ACTIVITY:
Task for the records below: count the lines that contain the word "format" and give only that number.

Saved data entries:
━━━━
impl ExecutionBackend for FakeCluster {
    async fn submit(&self, task: &TaskKey, job: &JobTask) -> Result<ExecutionHandle, BackendError> {
        let mut state = self.state.lock().unwrap();
        let unit = format!("{}-{}-{}-{}", task.workflow_name, task.task_id, job.name, state.submitted.len());
        let plan = state
            .plans
            .get_mut(&job.name)
            .and_then(VecDeque::pop_front)
            .unwrap_or_else(JobPlan::pass);
        let mut markers = HashSet::new();
        if job.breakpoint_before {
            markers.insert(DebugMarker::Breakpoint(BreakpointPosition::Before));
        }
        if job.breakpoint_after {
            markers.insert(DebugMarker::Breakpoint(BreakpointPosition::After));
        }
        state.units.insert(
            unit.clone(),
            FakeUnit {
                job: job.name.clone(),
                plan,
                phase: Phase::Before,
                markers,
                cancelled: false,
            },
        );
        state.latest.insert(job.name.clone(), unit.clone());
        state.submitted.push(job.name.clone());
        Ok(ExecutionHandle {
            unit,
            namespace: "ci".to_string(),
            container: None,
        })
    }

    async fn status(&self, handle: &ExecutionHandle) -> Result<JobReport, BackendError> {
        if self.state.lock().unwrap().unreachable {
            return Err(BackendError::Unavailable("cluster api unreachable".to_string()));
        }
        self.with_unit(handle, |unit| {
            if unit.cancelled {
                return JobReport::with_status(Status::Cancelled);
            }
            match unit.phase {
                Phase::Before => {
                    if unit
                        .markers
                        .contains(&DebugMarker::Breakpoint(BreakpointPosition::Before))
                    {
                        return JobReport::with_status(Status::DebugBefore);
                    }
                    unit.markers.insert(DebugMarker::StepStarted);
                    unit.phase = Phase::Step;
                    JobReport::running()
                }
                Phase::Step => {
                    if matches!(unit.plan, JobPlan::Hold) {
                        return JobReport::running();
                    }
                    unit.markers.insert(DebugMarker::StepDone);
                    unit.phase = Phase::After;
                    JobReport::running()
                }
                Phase::After => {
                    if unit
                        .markers
                        .contains(&DebugMarker::Breakpoint(BreakpointPosition::After))
                    {
                        return JobReport::with_status(Status::DebugAfter);
                    }
                    match &unit.plan {
                        JobPlan::Finish(report) => report.clone(),
                        JobPlan::Hold => JobReport::running(),
                    }
                }
            }
        })
    }

    async fn cancel(&self, handle: &ExecutionHandle) -> Result<(), BackendError> {
        let job = self.with_unit(handle, |unit| {
            unit.cancelled = true;
            unit.job.clone()
        })?;
        self.state.lock().unwrap().cancelled.push(job);
        Ok(())
    }
}

impl DebugChannel for FakeCluster {
    async fn probe(&self, handle: &ExecutionHandle, marker: DebugMarker) -> Result<bool, BackendError> {
        self.with_unit(handle, |unit| unit.markers.contains(&marker))
    }

    async fn set(&self, handle: &ExecutionHandle, marker: DebugMarker) -> Result<(), BackendError> {
        self.with_unit(handle, |unit| {
            unit.markers.insert(marker);
        })
    }

    async fn clear(&self, handle: &ExecutionHandle, marker: DebugMarker) -> Result<(), BackendError> {
        self.with_unit(handle, |unit| {
            unit.markers.remove(&marker);
        })
    }
}

// ---------------------------------------------------------------------------
// Notifier
// ---------------------------------------------------------------------------

#[derive(Clone, Default)]
pub(crate) struct RecordingNotifier {
    sent: Arc<Mutex<Vec<(bool, String, String)>>>,
}

impl RecordingNotifier {
    /// `(success, title, text)` of every notification sent.
    pub(crate) fn sent(&self) -> Vec<(bool, String, String)> {
        self.sent.lock().unwrap().clone()
    }
}

impl Notifier for RecordingNotifier {
    async fn notify_failure(&self, _owner: &str, title: &str, cause: &str) -> Result<(), BackendError> {
        self.sent
            .lock()
            .unwrap()
            .push((false, title.to_string(), cause.to_string()));
        Ok(())
    }

    async fn notify_success(&self, _owner: &str, title: &str, detail: &str) -> Result<(), BackendError> {
        self.sent
            .lock()
            .unwrap()
            .push((true, title.to_string(), detail.to_string()));
        Ok(())
    }
}

// ---------------------------------------------------------------------------
// Controller harness
// ---------------------------------------------------------------------------

pub(crate) type TestController =
    TaskController<MemoryTaskRepository, FakeCluster, FakeCluster, RecordingNotifier>;

pub(crate) fn fast_settings() -> ControllerSettings {
    ControllerSettings {
        poll_interval: Duration::from_millis(5),
        approval_check_interval: Duration::from_millis(10),
        remote_timeout: Duration::from_secs(1),
        default_job_timeout: Duration::from_secs(60),
        stop_grace: Duration::from_millis(100),
    }
}

pub(crate) fn controller() -> (TestController, FakeCluster, RecordingNotifier) {
    controller_with(fast_settings())
}

pub(crate) fn controller_with(
    settings: ControllerSettings,
) -> (TestController, FakeCluster, RecordingNotifier) {
    let cluster = FakeCluster::default();
    let notifier = RecordingNotifier::default();
    let controller = TaskController::new(
        MemoryTaskRepository::default(),
        cluster.clone(),
        cluster.clone(),
        notifier.clone(),
        EventBus::new(256),
        settings,
    );
    (controller, cluster, notifier)
}

/// Poll the task until `predicate` holds. Panics after two seconds.
pub(crate) async fn wait_for(
    controller: &TestController,
    key: &TaskKey,
    predicate: impl Fn(&Task) -> bool,
) -> Task {
    let deadline = tokio::time::Instant::now() + Duration::from_secs(2);
    loop {
        let task = controller.snapshot(key).await.unwrap();
        if predicate(&task) {
            return task;
        }
        if tokio::time::Instant::now() >= deadline {
            panic!("condition not reached; task {key} is {}", task.status);
        }
        tokio::time::sleep(Duration::from_millis(5)).await;
    }
}
//! Database pool with split reader/writer connections in WAL mode.
//!
//! SQLite allows only one writer at a time. Task snapshots are written far
//! more often than they are read, so every write, including the sequence
//! counter, goes through a single writer connection while listings use a
//! multi-connection reader pool.

use std::path::{Path, PathBuf};
use std::str::FromStr;

use conveyor_types::config::DatabaseSettings;
use sqlx::sqlite::{SqliteConnectOptions, SqliteJournalMode, SqlitePool, SqlitePoolOptions};

/// Split read/write pool for SQLite with WAL mode.
///
/// - `reader`: Multi-connection pool (up to 8) for concurrent SELECT queries.
/// - `writer`: Single-connection pool for serialized INSERT/UPDATE.
#[derive(Clone)]
pub struct DatabasePool {
    pub reader: SqlitePool,
    pub writer: SqlitePool,
}

impl DatabasePool {
    /// Open both pools and run the embedded migrations on the writer.
    pub async fn new(database_url: &str) -> Result<Self, sqlx::Error> {
        let base_opts = SqliteConnectOptions::from_str(database_url)?
            .journal_mode(SqliteJournalMode::Wal)
            .foreign_keys(true)
            .busy_timeout(std::time::Duration::from_secs(5))
            .create_if_missing(true);

        let read_opts = base_opts.clone().read_only(true);

        let writer = SqlitePoolOptions::new()
            .max_connections(1)
            .connect_with(base_opts)
            .await?;

        // Reader connections are read-only, so the schema must exist first.
        sqlx::migrate!("../../migrations").run(&writer).await?;

        let reader = SqlitePoolOptions::new()
            .max_connections(8)
            .connect_with(read_opts)
            .await?;

        tracing::debug!(url = database_url, "database pool ready");
        Ok(Self { reader, writer })
    }
}

/// Conveyor's data directory: `CONVEYOR_DATA_DIR`, else `~/.conveyor`.
pub fn data_dir() -> PathBuf {
    match std::env::var_os("CONVEYOR_DATA_DIR") {
        Some(dir) => PathBuf::from(dir),
        None => dirs::home_dir()
            .unwrap_or_else(|| PathBuf::from("."))
            .join(".conveyor"),
    }
}

/// `sqlite://{data_dir}/conveyor.db`.
pub fn default_database_url(data_dir: &Path) -> String {
    format!("sqlite://{}/conveyor.db", data_dir.display())
}

/// The configured URL, or the default under `data_dir`.
pub fn database_url(settings: &DatabaseSettings, data_dir: &Path) -> String {
    settings
        .url
        .clone()
        .unwrap_or_else(|| default_database_url(data_dir))
}

#[cfg(test)]
mod tests {
    use super::*;

    async fn open(dir: &tempfile::TempDir, file: &str) -> DatabasePool {
        let url = format!("sqlite://{}?mode=rwc", dir.path().join(file).display());
        DatabasePool::new(&url).await.unwrap()
    }

    #[tokio::test]
    async fn test_pool_creates_tables() {
        let dir = tempfile::tempdir().unwrap();
        let pool = open(&dir, "test.db").await;

        let tables: Vec<(String,)> = sqlx::query_as(
            "SELECT name FROM sqlite_master WHERE type='table' AND name NOT LIKE 'sqlite_%' AND name != '_sqlx_migrations' ORDER BY name",
        )
        .fetch_all(&pool.reader)
        .await
        .unwrap();

        let table_names: Vec<&str> = tables.iter().map(|t| t.0.as_str()).collect();
        assert_eq!(
            table_names,
            vec!["task_sequences", "workflow_definitions", "workflow_tasks"]
        );
    }

    #[tokio::test]
    async fn test_pool_wal_mode() {
        let dir = tempfile::tempdir().unwrap();
        let pool = open(&dir, "test_wal.db").await;

        let result: (String,) = sqlx::query_as("PRAGMA journal_mode")
            .fetch_one(&pool.writer)
            .await
            .unwrap();

        assert_eq!(result.0.to_lowercase(), "wal");
    }

    #[tokio::test]
    async fn test_reader_rejects_writes() {
        let dir = tempfile::tempdir().unwrap();
        let pool = open(&dir, "test_ro.db").await;

        let result = sqlx::query("INSERT INTO task_sequences (name, seq) VALUES ('x', 1)")
            .execute(&pool.reader)
            .await;
        assert!(result.is_err());
    }

    #[test]
    fn configured_url_wins_over_default() {
        let dir = Path::new("/var/lib/conveyor");
        let mut settings = DatabaseSettings::default();
        assert_eq!(
            database_url(&settings, dir),
            "sqlite:///var/lib/conveyor/conveyor.db"
        );

        settings.url = Some("sqlite://:memory:".to_string());
        assert_eq!(database_url(&settings, dir), "sqlite://:memory:");
    }
}
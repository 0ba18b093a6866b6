//! Application state wiring the engine to its infrastructure.
//!
//! The controller is generic over its ports; `AppState` pins them to the
//! SQLite stores, the `kubectl exec` debug channel and the webhook notifier.
//! The CLI never drives jobs itself, so the execution backend is detached.

use conveyor_core::backend::debug::SentinelDebugChannel;
use conveyor_core::backend::execution::DetachedBackend;
use conveyor_core::controller::{ControllerSettings, TaskController};
use conveyor_core::event::bus::EventBus;
use conveyor_infra::config::{load_engine_config, resolve_poll_interval};
use conveyor_infra::notify::webhook::WebhookNotifier;
use conveyor_infra::remote::kubectl::KubectlExec;
use conveyor_infra::sqlite::definition::SqliteDefinitionStore;
use conveyor_infra::sqlite::pool::{DatabasePool, data_dir, database_url};
use conveyor_infra::sqlite::task::SqliteTaskRepository;

pub type ConcreteController = TaskController<
    SqliteTaskRepository,
    DetachedBackend,
    SentinelDebugChannel<KubectlExec>,
    WebhookNotifier,
>;

pub struct AppState {
    pub controller: ConcreteController,
    pub definitions: SqliteDefinitionStore,
}

impl AppState {
    /// Load config, open the database and wire the controller.
    pub async fn init() -> anyhow::Result<Self> {
        let data_dir = data_dir();
        tokio::fs::create_dir_all(&data_dir).await?;

        let config = load_engine_config(&data_dir).await;
        let db_pool = DatabasePool::new(&database_url(&config.database, &data_dir)).await?;

        let mut settings = ControllerSettings::from(&config.engine);
        settings.poll_interval = resolve_poll_interval(&config);

        let debug = SentinelDebugChannel::new(
            KubectlExec::new(config.kubectl.clone()),
            config.debug.marker_dir.clone(),
        );
        let notifier = WebhookNotifier::new(&config.notify)?;

        let controller = TaskController::new(
            SqliteTaskRepository::new(db_pool.clone()),
            DetachedBackend,
            debug,
            notifier,
            EventBus::new(config.engine.event_bus_capacity),
            settings,
        );

        tracing::debug!(data_dir = %data_dir.display(), "application state ready");
        Ok(Self {
            controller,
            definitions: SqliteDefinitionStore::new(db_pool),
        })
    }
}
━━━━
SOLUTION FOR THIS EXERCISE:
3